Your reply should hold the line containing "#[derive(Serialize)]" and every later line of the records, reproduced exactly, and no other lines.

» AVAILABLE DATA
########
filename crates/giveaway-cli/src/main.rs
mod cli;

fn main() {
    if let Err(e) = cli::run() {
        eprintln!("{e:#}"); // pretty anyhow chain
        std::process::exit(1);
    }
}
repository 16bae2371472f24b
use axum::{
    extract::multipart::MultipartError,
    http::StatusCode,
    response::{IntoResponse, Response},
    Json,
};
use serde::Serialize;
use thiserror::Error;

use crate::error::RecognitionError;

/// Errors returned by the HTTP layer. Every body has the shape `{"status": ...}`.
#[derive(Debug, Error)]
pub enum ApiError {
    /// The multipart form had no `image` field.
    #[error("No image provided")]
    MissingImage,

    /// The multipart body could not be read. Carries the rejection status,
    /// e.g. 413 when the upload exceeds the body limit mid-stream.
    #[error("{message}")]
    Multipart { status: StatusCode, message: String },

    /// Recognition could not run. Distinct from "absent".
    #[error("Error processing image: {0}")]
    Processing(String),
}

#[derive(Serialize)]
struct StatusBody {
    status: String,
}

impl ApiError {
    pub fn multipart(context: &str, err: MultipartError) -> Self {
        Self::Multipart {
            status: err.status(),
            message: format!("{}: {}", context, err.body_text()),
        }
    }

    pub fn processing(message: impl Into<String>) -> Self {
        Self::Processing(message.into())
    }

    pub fn status_code(&self) -> StatusCode {
        match self {
            Self::MissingImage => StatusCode::BAD_REQUEST,
            Self::Multipart { status, .. } => *status,
            Self::Processing(_) => StatusCode::INTERNAL_SERVER_ERROR,
        }
    }
}

impl From<RecognitionError> for ApiError {
    fn from(err: RecognitionError) -> Self {
        Self::Processing(err.to_string())
    }
}

impl IntoResponse for ApiError {
    fn into_response(self) -> Response {
        let status = self.status_code();
        if status.is_server_error() {
            log::error!("{}", self);
        } else {
            log::warn!("{}", self);
        }
        let body = StatusBody {
            status: self.to_string(),
        };
        (status, Json(body)).into_response()
    }
}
########
» OUTPUT
#[derive(Serialize)]
struct StatusBody {
    status: String,
}

impl ApiError {
    pub fn multipart(context: &str, err: MultipartError) -> Self {
        Self::Multipart {
            status: err.status(),
            message: format!("{}: {}", context, err.body_text()),
        }
    }

    pub fn processing(message: impl Into<String>) -> Self {
        Self::Processing(message.into())
    }

    pub fn status_code(&self) -> StatusCode {
        match self {
            Self::MissingImage => StatusCode::BAD_REQUEST,
            Self::Multipart { status, .. } => *status,
            Self::Processing(_) => StatusCode::INTERNAL_SERVER_ERROR,
        }
    }
}

impl From<RecognitionError> for ApiError {
    fn from(err: RecognitionError) -> Self {
        Self::Processing(err.to_string())
    }
}

impl IntoResponse for ApiError {
    fn into_response(self) -> Response {
        let status = self.status_code();
        if status.is_server_error() {
            log::error!("{}", self);
        } else {
            log::warn!("{}", self);
        }
        let body = StatusBody {
            status: self.to_string(),
        };
        (status, Json(body)).into_response()
    }
}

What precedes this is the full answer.